### TRY IT
Whenever a line below includes the string "IntensityMax", show it.
INPUT DATA START
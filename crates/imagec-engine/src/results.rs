//! Result rows and the [`ResultSink`] seam between engine and store.
//!
//! The scheduler converts ROIs into [`ObjectRow`]s and per-tile statistics
//! into [`ImageStatsRow`]s, then hands one image at a time to a sink.
//! Measurements are keyed by [`MeasureKey`], which packs a
//! [`MeasureChannel`] and the c-stack it was measured in.

use std::collections::BTreeMap;
use std::fmt;

use parking_lot::Mutex;
use serde::{Deserialize, Serialize};

use crate::error::SinkError;
use crate::filter;
use crate::image::ImagePlane;
use crate::roi::Roi;
use crate::types::{ClassId, ImageValidity, ObjectId, Rect, Validity};

/// A measured quantity.
#[derive(Debug, Clone, Copy, PartialEq, Eq, Hash, PartialOrd, Ord, Serialize, Deserialize)]
#[serde(rename_all = "SCREAMING_SNAKE_CASE")]
#[repr(u16)]
pub enum MeasureChannel {
    Confidence = 1,
    AreaSize = 2,
    Perimeter = 3,
    Circularity = 4,
    CenterOfMassX = 5,
    CenterOfMassY = 6,
    BoundingBoxWidth = 7,
    BoundingBoxHeight = 8,
    IntensityAvg = 9,
    IntensityMin = 10,
    IntensityMax = 11,
    IntensitySum = 16,
    GradientAvg = 17,
    GradientMax = 18,
    GradientStdDev = 19,
}

impl MeasureChannel {
    pub const ALL: [Self; 15] = [
        Self::Confidence,
        Self::AreaSize,
        Self::Perimeter,
        Self::Circularity,
        Self::CenterOfMassX,
        Self::CenterOfMassY,
        Self::BoundingBoxWidth,
        Self::BoundingBoxHeight,
        Self::IntensityAvg,
        Self::IntensityMin,
        Self::IntensityMax,
        Self::IntensitySum,
        Self::GradientAvg,
        Self::GradientMax,
        Self::GradientStdDev,
    ];

    /// Intensity channels, which are also measured cross-channel.
    pub const INTENSITY: [Self; 4] = [
        Self::IntensityAvg,
        Self::IntensityMin,
        Self::IntensityMax,
        Self::IntensitySum,
    ];

    #[must_use]
    pub fn from_u16(value: u16) -> Option<Self> {
        Self::ALL.into_iter().find(|c| *c as u16 == value)
    }

    /// Human-readable name used in table headers.
    #[must_use]
    pub const fn name(self) -> &'static str {
        match self {
            Self::Confidence => "Confidence",
            Self::AreaSize => "Area size",
            Self::Perimeter => "Perimeter",
            Self::Circularity => "Circularity",
            Self::CenterOfMassX => "Center of mass x",
            Self::CenterOfMassY => "Center of mass y",
            Self::BoundingBoxWidth => "Bounding box width",
            Self::BoundingBoxHeight => "Bounding box height",
            Self::IntensityAvg => "Intensity avg",
            Self::IntensityMin => "Intensity min",
            Self::IntensityMax => "Intensity max",
            Self::IntensitySum => "Intensity sum",
            Self::GradientAvg => "Gradient avg",
            Self::GradientMax => "Gradient max",
            Self::GradientStdDev => "Gradient stddev",
        }
    }

    /// Physical unit of the measured value.
    #[must_use]
    pub const fn unit(self) -> &'static str {
        match self {
            Self::Confidence | Self::Circularity => "%",
            Self::AreaSize => "px²",
            Self::Perimeter
            | Self::CenterOfMassX
            | Self::CenterOfMassY
            | Self::BoundingBoxWidth
            | Self::BoundingBoxHeight => "px",
            Self::IntensityAvg
            | Self::IntensityMin
            | Self::IntensityMax
            | Self::IntensitySum
            | Self::GradientAvg
            | Self::GradientMax
            | Self::GradientStdDev => "a.u.",
        }
    }
}

/// `(measure_channel << 16) | channel_index`.
///
/// Channel index `0` is the pipeline's own plane, `c + 1` the plane of
/// c-stack `c` measured cross-channel.
#[derive(Debug, Clone, Copy, PartialEq, Eq, Hash, PartialOrd, Ord, Serialize, Deserialize)]
#[serde(transparent)]
pub struct MeasureKey(pub u32);

impl MeasureKey {
    #[must_use]
    pub const fn new(channel: MeasureChannel, channel_index: u16) -> Self {
        Self(((channel as u32) << 16) | channel_index as u32)
    }

    /// Key for the pipeline's own plane.
    #[must_use]
    pub const fn own(channel: MeasureChannel) -> Self {
        Self::new(channel, 0)
    }

    /// Key for an intensity measured in c-stack `c_stack`.
    #[must_use]
    #[allow(clippy::cast_possible_truncation, clippy::cast_sign_loss)]
    pub const fn cross(channel: MeasureChannel, c_stack: i32) -> Self {
        Self::new(channel, (c_stack + 1) as u16)
    }

    #[must_use]
    #[allow(clippy::cast_possible_truncation)]
    pub fn channel(self) -> Option<MeasureChannel> {
        MeasureChannel::from_u16((self.0 >> 16) as u16)
    }

    #[must_use]
    #[allow(clippy::cast_possible_truncation)]
    pub const fn channel_index(self) -> u16 {
        (self.0 & 0xFFFF) as u16
    }
}

impl fmt::Display for MeasureKey {
    fn fmt(&self, f: &mut fmt::Formatter<'_>) -> fmt::Result {
        match (self.channel(), self.channel_index()) {
            (Some(c), 0) => f.write_str(c.name()),
            (Some(c), i) => write!(f, "{} (C{})", c.name(), i - 1),
            (None, _) => write!(f, "#{:08x}", self.0),
        }
    }
}

/// One stored object.
#[derive(Debug, Clone, PartialEq, Serialize, Deserialize)]
pub struct ObjectRow {
    pub image_id: u64,
    /// Index of the pipeline that stored the object.
    pub channel_id: u32,
    /// Dense per `(image, channel)`, assigned when the image is flushed.
    pub object_idx: u64,
    pub object_id: ObjectId,
    pub tile_idx: i32,
    pub t_stack: i32,
    pub class_id: ClassId,
    pub parent_object_id: ObjectId,
    pub tracking_id: u64,
    pub validity: Validity,
    /// Sorted by key.
    pub measurements: BTreeMap<MeasureKey, f64>,
}

impl ObjectRow {
    /// Row for `roi`. `object_idx` is left at `0` until the image flush.
    #[must_use]
    pub fn from_roi(roi: &Roi, image_id: u64, channel_id: u32, tile_idx: i32, t_stack: i32) -> Self {
        let m = &roi.metrics;
        let com = roi.global_center_of_mass();
        let bbox = roi.bbox();
        let mut measurements = BTreeMap::from([
            (
                MeasureKey::own(MeasureChannel::Confidence),
                f64::from(roi.confidence()),
            ),
            (MeasureKey::own(MeasureChannel::AreaSize), m.area),
            (MeasureKey::own(MeasureChannel::Perimeter), m.perimeter),
            (MeasureKey::own(MeasureChannel::Circularity), m.circularity),
            (MeasureKey::own(MeasureChannel::CenterOfMassX), com.x),
            (MeasureKey::own(MeasureChannel::CenterOfMassY), com.y),
            (
                MeasureKey::own(MeasureChannel::BoundingBoxWidth),
                f64::from(bbox.width),
            ),
            (
                MeasureKey::own(MeasureChannel::BoundingBoxHeight),
                f64::from(bbox.height),
            ),
            (MeasureKey::own(MeasureChannel::IntensityAvg), m.intensity.avg),
            (MeasureKey::own(MeasureChannel::IntensityMin), m.intensity.min),
            (MeasureKey::own(MeasureChannel::IntensityMax), m.intensity.max),
            (MeasureKey::own(MeasureChannel::IntensitySum), m.intensity.sum),
            (MeasureKey::own(MeasureChannel::GradientAvg), m.gradient.avg),
            (MeasureKey::own(MeasureChannel::GradientMax), m.gradient.max),
            (
                MeasureKey::own(MeasureChannel::GradientStdDev),
                m.gradient.stddev,
            ),
        ]);
        for (&c, stats) in &m.cross_channel {
            measurements.insert(MeasureKey::cross(MeasureChannel::IntensityAvg, c), stats.avg);
            measurements.insert(MeasureKey::cross(MeasureChannel::IntensityMin, c), stats.min);
            measurements.insert(MeasureKey::cross(MeasureChannel::IntensityMax, c), stats.max);
            measurements.insert(MeasureKey::cross(MeasureChannel::IntensitySum, c), stats.sum);
        }
        Self {
            image_id,
            channel_id,
            object_idx: 0,
            object_id: roi.id,
            tile_idx,
            t_stack,
            class_id: roi.class_id,
            parent_object_id: roi.parent_id,
            tracking_id: roi.tracking_id,
            validity: roi.validity,
            measurements,
        }
    }
}

/// Intensity statistics of a plane region.
#[derive(Debug, Clone, Copy, PartialEq, Default, Serialize, Deserialize)]
pub struct PlaneStats {
    pub sum: f64,
    pub min: f64,
    pub max: f64,
    pub avg: f64,
    pub median: f64,
    pub stddev: f64,
}

impl PlaneStats {
    /// Statistics of channel 0 of `plane` inside `rect`.
    #[must_use]
    #[allow(clippy::cast_sign_loss, clippy::cast_precision_loss)]
    pub fn measure(plane: &ImagePlane, rect: Rect) -> Self {
        let Some(rect) = rect.intersection(Rect::from_dimensions(plane.dimensions())) else {
            return Self::default();
        };
        let mut values = Vec::with_capacity(rect.area() as usize);
        for y in rect.y..rect.bottom() {
            for x in rect.x..rect.right() {
                values.push(plane.get(x as u32, y as u32, 0));
            }
        }
        let n = values.len() as f64;
        let sum: f64 = values.iter().sum();
        let avg = sum / n;
        let var = values.iter().map(|v| (v - avg).powi(2)).sum::<f64>() / n;
        let min = values.iter().copied().fold(f64::INFINITY, f64::min);
        let max = values.iter().copied().fold(f64::NEG_INFINITY, f64::max);
        Self {
            sum,
            min,
            max,
            avg,
            median: filter::median(&mut values),
            stddev: var.sqrt(),
        }
    }
}

/// Per-tile statistics written by `$storeToDb`.
#[derive(Debug, Clone, PartialEq, Serialize, Deserialize)]
pub struct ImageStatsRow {
    pub image_id: u64,
    pub channel_id: u32,
    pub tile_idx: i32,
    pub t_stack: i32,
    pub validity: ImageValidity,
    pub invalidate_all: bool,
    pub control_image_path: Option<String>,
    pub intensity: PlaneStats,
}

/// One processed image.
#[derive(Debug, Clone, PartialEq, Serialize, Deserialize)]
pub struct ImageRecord {
    pub image_id: u64,
    pub plate_id: u16,
    /// Well label such as `B3`.
    pub group_label: String,
    pub plate_row: u16,
    pub plate_col: u16,
    /// Image number within its well.
    pub image_idx: u32,
    pub file_name: String,
    pub file_path: String,
    pub width: u32,
    pub height: u32,
    pub validity: ImageValidity,
}

#[derive(Debug, Clone, PartialEq, Eq, Serialize, Deserialize)]
pub struct ClassRecord {
    pub class_id: ClassId,
    pub name: String,
    pub color: String,
}

#[derive(Debug, Clone, PartialEq, Eq, Serialize, Deserialize)]
pub struct PipelineRecord {
    pub index: u32,
    pub name: String,
    pub default_class: ClassId,
    pub c_stack: i32,
}

#[derive(Debug, Clone, PartialEq, Eq, Serialize, Deserialize)]
pub struct PlateRecord {
    pub plate_id: u16,
    pub name: String,
    pub rows: u16,
    pub cols: u16,
    /// Layout of image numbers inside a well, row by row.
    pub well_image_order: Vec<Vec<u32>>,
}

/// Everything a sink needs to open a job.
#[derive(Debug, Clone, PartialEq, Serialize, Deserialize)]
pub struct JobStart {
    pub name: String,
    /// Snapshot of the analysis settings as JSON.
    pub settings_json: String,
    pub classes: Vec<ClassRecord>,
    pub pipelines: Vec<PipelineRecord>,
    pub plates: Vec<PlateRecord>,
}

/// Job lifecycle states.
#[derive(Debug, Clone, Copy, PartialEq, Eq, Hash, Serialize, Deserialize)]
#[serde(rename_all = "SCREAMING_SNAKE_CASE")]
pub enum JobStatus {
    Created,
    Running,
    Finished,
    Stopped,
    Failed,
}

impl JobStatus {
    /// `CREATED → RUNNING → FINISHED | STOPPED | FAILED`.
    #[must_use]
    pub const fn can_transition_to(self, next: Self) -> bool {
        matches!(
            (self, next),
            (Self::Created, Self::Running)
                | (Self::Running, Self::Finished | Self::Stopped | Self::Failed)
        )
    }

    #[must_use]
    pub const fn as_str(self) -> &'static str {
        match self {
            Self::Created => "CREATED",
            Self::Running => "RUNNING",
            Self::Finished => "FINISHED",
            Self::Stopped => "STOPPED",
            Self::Failed => "FAILED",
        }
    }
}

impl std::str::FromStr for JobStatus {
    type Err = String;

    fn from_str(s: &str) -> Result<Self, Self::Err> {
        match s {
            "CREATED" => Ok(Self::Created),
            "RUNNING" => Ok(Self::Running),
            "FINISHED" => Ok(Self::Finished),
            "STOPPED" => Ok(Self::Stopped),
            "FAILED" => Ok(Self::Failed),
            other => Err(format!("unknown job status {other:?}")),
        }
    }
}

/// Destination of job results.
///
/// Implementations serialize their own writes; the scheduler calls
/// [`write_image`](Self::write_image) from several worker threads.
pub trait ResultSink: Send + Sync {
    /// Create the job and move it to `RUNNING`. Returns the job id.
    ///
    /// # Errors
    ///
    /// Returns [`SinkError`] if the job cannot be recorded.
    fn begin_job(&self, job: &JobStart) -> Result<String, SinkError>;

    /// Append one finished image with its object and statistics rows.
    ///
    /// # Errors
    ///
    /// Returns [`SinkError`] if the rows cannot be appended.
    fn write_image(
        &self,
        job_id: &str,
        image: &ImageRecord,
        objects: &[ObjectRow],
        stats: &[ImageStatsRow],
    ) -> Result<(), SinkError>;

    /// Record the final job state.
    ///
    /// # Errors
    ///
    /// Returns [`SinkError`] for illegal transitions or write failures.
    fn finish_job(&self, job_id: &str, status: JobStatus) -> Result<(), SinkError>;
}

/// Rows collected by [`MemorySink`].
#[derive(Debug, Clone, Default)]
pub struct MemorySinkState {
    pub job: Option<JobStart>,
    pub status: Option<JobStatus>,
    pub images: Vec<ImageRecord>,
    pub objects: Vec<ObjectRow>,
    pub stats: Vec<ImageStatsRow>,
}

/// In-process sink that keeps every row in memory.
#[derive(Debug, Default)]
pub struct MemorySink {
    state: Mutex<MemorySinkState>,
    reject_writes: bool,
}

impl MemorySink {
    #[must_use]
    pub fn new() -> Self {
        Self::default()
    }

    /// Sink whose [`write_image`](ResultSink::write_image) always fails.
    #[must_use]
    pub fn rejecting() -> Self {
        Self {
            state: Mutex::default(),
            reject_writes: true,
        }
    }

    /// Copy of everything written so far.
    #[must_use]
    pub fn snapshot(&self) -> MemorySinkState {
        self.state.lock().clone()
    }
}

impl ResultSink for MemorySink {
    fn begin_job(&self, job: &JobStart) -> Result<String, SinkError> {
        let mut state = self.state.lock();
        state.job = Some(job.clone());
        state.status = Some(JobStatus::Running);
        Ok("memory".to_owned())
    }

    fn write_image(
        &self,
        _job_id: &str,
        image: &ImageRecord,
        objects: &[ObjectRow],
        stats: &[ImageStatsRow],
    ) -> Result<(), SinkError> {
        if self.reject_writes {
            return Err(SinkError("writes are disabled".to_owned()));
        }
        let mut state = self.state.lock();
        state.images.push(image.clone());
        state.objects.extend_from_slice(objects);
        state.stats.extend_from_slice(stats);
        Ok(())
    }

    fn finish_job(&self, _job_id: &str, status: JobStatus) -> Result<(), SinkError> {
        let mut state = self.state.lock();
        let current = state.status.unwrap_or(JobStatus::Created);
        if !current.can_transition_to(status) {
            return Err(SinkError(format!(
                "illegal job transition {} -> {}",
                current.as_str(),
                status.as_str()
            )));
        }
        state.status = Some(status);
        Ok(())
    }
}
INPUT DATA END
### REPLY
    IntensityMax = 11,
        Self::IntensityMax,
        Self::IntensityMax,
            Self::IntensityMax => "Intensity max",
            | Self::IntensityMax
            (MeasureKey::own(MeasureChannel::IntensityMax), m.intensity.max),
            measurements.insert(MeasureKey::cross(MeasureChannel::IntensityMax, c), stats.max);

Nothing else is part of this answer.